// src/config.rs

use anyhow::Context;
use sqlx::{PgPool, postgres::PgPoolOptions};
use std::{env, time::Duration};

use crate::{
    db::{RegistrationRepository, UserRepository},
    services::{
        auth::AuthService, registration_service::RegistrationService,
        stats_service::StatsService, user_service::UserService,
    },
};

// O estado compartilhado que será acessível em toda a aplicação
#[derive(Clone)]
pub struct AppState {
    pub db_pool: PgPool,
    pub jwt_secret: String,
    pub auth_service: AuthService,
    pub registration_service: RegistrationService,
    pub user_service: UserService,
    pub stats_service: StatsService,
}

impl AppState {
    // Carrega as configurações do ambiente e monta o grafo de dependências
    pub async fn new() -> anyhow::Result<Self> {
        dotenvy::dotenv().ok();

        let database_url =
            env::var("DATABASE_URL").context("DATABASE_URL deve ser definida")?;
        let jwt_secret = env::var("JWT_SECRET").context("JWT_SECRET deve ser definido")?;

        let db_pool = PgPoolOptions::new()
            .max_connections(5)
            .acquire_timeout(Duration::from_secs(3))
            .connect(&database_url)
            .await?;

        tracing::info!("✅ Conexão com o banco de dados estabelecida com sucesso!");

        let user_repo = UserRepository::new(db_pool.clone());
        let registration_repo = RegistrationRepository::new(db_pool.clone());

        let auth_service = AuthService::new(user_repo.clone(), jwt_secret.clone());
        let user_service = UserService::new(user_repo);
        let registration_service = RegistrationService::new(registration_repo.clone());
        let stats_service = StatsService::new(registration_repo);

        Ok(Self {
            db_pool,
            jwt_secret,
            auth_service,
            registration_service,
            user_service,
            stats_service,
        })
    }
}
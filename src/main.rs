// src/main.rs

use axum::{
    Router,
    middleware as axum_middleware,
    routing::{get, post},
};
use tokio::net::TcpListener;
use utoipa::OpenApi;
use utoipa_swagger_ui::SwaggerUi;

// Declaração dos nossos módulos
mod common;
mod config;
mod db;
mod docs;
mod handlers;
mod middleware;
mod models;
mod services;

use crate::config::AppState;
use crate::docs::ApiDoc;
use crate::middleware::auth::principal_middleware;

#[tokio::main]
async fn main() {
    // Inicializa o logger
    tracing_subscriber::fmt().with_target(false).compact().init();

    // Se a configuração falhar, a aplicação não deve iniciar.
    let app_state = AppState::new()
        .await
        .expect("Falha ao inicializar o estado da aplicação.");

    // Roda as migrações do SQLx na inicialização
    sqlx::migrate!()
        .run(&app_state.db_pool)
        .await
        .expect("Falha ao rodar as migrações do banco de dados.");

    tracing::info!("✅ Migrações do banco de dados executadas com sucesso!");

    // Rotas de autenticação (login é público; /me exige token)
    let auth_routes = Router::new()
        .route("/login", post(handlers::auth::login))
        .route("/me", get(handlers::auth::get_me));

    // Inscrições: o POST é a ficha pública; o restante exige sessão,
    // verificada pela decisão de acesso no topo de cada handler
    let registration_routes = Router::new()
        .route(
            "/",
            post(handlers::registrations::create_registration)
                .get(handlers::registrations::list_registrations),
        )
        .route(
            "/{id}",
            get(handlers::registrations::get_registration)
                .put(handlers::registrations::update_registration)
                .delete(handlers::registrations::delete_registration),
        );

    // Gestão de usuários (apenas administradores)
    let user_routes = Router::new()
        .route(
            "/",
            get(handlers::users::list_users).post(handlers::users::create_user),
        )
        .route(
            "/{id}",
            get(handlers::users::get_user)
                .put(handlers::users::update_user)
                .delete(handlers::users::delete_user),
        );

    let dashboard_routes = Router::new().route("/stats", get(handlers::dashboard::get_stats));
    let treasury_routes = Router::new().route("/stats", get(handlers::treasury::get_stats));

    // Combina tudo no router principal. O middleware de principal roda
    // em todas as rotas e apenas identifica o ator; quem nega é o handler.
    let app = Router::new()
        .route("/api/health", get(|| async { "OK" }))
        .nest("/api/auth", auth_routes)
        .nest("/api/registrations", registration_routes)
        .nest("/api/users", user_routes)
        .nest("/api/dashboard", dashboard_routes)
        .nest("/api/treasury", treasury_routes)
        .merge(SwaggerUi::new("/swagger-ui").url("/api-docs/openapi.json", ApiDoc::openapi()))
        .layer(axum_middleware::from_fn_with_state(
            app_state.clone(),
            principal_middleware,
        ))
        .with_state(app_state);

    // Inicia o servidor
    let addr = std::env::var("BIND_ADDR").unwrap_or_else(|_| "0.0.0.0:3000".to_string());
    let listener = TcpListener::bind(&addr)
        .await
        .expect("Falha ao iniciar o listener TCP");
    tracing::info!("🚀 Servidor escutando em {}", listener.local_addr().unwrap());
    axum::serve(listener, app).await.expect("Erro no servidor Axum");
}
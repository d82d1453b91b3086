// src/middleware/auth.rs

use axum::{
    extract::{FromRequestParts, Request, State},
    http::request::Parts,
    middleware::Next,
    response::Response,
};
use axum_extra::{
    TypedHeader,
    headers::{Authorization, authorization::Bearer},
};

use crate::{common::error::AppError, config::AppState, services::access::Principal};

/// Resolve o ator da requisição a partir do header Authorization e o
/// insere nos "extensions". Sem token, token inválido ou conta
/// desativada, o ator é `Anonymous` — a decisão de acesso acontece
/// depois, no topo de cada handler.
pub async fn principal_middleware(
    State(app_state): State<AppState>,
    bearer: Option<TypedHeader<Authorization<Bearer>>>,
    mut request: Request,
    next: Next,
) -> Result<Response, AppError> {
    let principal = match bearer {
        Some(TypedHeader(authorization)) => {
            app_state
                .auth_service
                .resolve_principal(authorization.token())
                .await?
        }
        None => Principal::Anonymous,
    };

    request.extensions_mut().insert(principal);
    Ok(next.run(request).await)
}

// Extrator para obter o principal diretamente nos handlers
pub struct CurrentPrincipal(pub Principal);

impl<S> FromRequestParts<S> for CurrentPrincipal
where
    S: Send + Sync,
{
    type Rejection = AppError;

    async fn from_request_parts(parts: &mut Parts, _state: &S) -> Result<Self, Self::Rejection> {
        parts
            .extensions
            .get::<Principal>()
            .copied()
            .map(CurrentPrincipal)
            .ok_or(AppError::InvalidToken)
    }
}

━━━━

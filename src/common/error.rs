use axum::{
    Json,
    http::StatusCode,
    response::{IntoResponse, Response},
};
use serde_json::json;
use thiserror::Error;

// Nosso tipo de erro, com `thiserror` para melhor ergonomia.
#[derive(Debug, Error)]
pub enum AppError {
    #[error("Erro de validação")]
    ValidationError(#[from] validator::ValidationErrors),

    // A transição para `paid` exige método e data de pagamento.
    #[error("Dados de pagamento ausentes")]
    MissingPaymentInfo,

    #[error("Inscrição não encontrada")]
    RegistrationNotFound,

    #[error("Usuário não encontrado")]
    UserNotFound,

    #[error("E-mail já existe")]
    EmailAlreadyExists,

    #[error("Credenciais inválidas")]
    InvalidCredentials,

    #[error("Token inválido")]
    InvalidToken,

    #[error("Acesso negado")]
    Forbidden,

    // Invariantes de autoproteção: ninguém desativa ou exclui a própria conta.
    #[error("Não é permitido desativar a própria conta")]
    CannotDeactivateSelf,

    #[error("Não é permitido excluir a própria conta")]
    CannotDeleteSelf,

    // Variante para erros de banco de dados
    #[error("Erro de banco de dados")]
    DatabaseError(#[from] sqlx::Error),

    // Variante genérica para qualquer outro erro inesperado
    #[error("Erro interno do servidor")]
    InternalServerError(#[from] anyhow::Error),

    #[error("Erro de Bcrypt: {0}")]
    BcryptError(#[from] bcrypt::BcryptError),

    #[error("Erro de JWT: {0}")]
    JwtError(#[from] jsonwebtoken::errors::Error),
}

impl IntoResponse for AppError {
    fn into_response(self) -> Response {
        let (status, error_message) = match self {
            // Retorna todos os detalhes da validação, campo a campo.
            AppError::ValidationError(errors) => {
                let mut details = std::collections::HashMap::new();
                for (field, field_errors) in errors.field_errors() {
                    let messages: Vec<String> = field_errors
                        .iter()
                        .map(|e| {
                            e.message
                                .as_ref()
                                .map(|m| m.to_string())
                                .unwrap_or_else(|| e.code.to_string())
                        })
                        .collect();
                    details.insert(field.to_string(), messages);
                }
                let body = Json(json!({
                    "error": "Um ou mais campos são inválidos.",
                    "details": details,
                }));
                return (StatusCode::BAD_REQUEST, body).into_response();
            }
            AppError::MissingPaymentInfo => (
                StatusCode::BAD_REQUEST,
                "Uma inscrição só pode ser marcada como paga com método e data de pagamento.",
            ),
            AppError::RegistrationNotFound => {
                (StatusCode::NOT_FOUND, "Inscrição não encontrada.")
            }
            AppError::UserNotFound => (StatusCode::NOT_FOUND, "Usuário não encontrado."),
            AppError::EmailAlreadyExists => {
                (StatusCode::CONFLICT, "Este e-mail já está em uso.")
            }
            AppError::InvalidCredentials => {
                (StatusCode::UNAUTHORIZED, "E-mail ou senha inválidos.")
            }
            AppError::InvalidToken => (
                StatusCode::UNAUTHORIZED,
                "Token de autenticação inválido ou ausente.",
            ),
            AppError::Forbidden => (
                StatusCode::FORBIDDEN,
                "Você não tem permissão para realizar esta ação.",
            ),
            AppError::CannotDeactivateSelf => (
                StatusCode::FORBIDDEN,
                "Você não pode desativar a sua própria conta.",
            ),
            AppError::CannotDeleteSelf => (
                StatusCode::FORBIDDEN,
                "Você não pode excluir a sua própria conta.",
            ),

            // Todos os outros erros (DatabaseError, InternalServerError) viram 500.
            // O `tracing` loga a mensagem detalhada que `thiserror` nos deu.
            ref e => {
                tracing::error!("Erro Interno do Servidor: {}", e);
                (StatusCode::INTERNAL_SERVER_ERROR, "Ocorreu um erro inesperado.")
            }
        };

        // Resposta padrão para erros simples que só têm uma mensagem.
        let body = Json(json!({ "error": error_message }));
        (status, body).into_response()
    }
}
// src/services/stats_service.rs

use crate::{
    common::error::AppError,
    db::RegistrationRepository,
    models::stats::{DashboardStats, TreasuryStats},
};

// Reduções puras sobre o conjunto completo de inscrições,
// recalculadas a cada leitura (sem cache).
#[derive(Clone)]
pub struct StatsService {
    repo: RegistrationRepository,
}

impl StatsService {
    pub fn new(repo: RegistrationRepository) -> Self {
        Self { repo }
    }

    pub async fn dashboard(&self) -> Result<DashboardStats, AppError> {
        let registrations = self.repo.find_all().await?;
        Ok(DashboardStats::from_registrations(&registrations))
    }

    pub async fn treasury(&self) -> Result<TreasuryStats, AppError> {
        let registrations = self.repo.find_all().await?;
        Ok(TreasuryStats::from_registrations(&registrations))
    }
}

━━━━

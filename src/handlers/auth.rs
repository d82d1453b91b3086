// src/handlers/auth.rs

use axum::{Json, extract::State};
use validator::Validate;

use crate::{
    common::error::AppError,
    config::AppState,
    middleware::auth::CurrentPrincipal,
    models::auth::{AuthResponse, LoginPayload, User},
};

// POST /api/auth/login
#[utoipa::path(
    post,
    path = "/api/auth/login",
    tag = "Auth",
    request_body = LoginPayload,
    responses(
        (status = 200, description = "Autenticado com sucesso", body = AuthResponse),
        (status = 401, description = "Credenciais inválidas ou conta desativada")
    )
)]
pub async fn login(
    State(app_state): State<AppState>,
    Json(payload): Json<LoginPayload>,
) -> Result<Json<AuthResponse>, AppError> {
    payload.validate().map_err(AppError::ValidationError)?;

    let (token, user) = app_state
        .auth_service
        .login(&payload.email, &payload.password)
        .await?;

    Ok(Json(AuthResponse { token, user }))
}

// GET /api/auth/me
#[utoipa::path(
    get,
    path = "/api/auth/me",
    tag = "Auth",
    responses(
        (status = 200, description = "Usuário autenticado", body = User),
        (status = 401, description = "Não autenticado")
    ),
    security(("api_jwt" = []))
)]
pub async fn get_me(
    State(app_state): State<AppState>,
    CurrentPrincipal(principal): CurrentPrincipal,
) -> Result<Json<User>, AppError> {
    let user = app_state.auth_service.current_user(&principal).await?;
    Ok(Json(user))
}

━━━━

WHAT TO PRODUCE = Look through the entries above and quote exactly the lines from the line with "use utoipa::OpenApi;" to the line with "sqlx::migrate!()", counting both of those lines.

ANSWER BOX =
use utoipa::OpenApi;
use utoipa_swagger_ui::SwaggerUi;

// Declaração dos nossos módulos
mod common;
mod config;
mod db;
mod docs;
mod handlers;
mod middleware;
mod models;
mod services;

use crate::config::AppState;
use crate::docs::ApiDoc;
use crate::middleware::auth::principal_middleware;

#[tokio::main]
async fn main() {
    // Inicializa o logger
    tracing_subscriber::fmt().with_target(false).compact().init();

    // Se a configuração falhar, a aplicação não deve iniciar.
    let app_state = AppState::new()
        .await
        .expect("Falha ao inicializar o estado da aplicação.");

    // Roda as migrações do SQLx na inicialização
    sqlx::migrate!()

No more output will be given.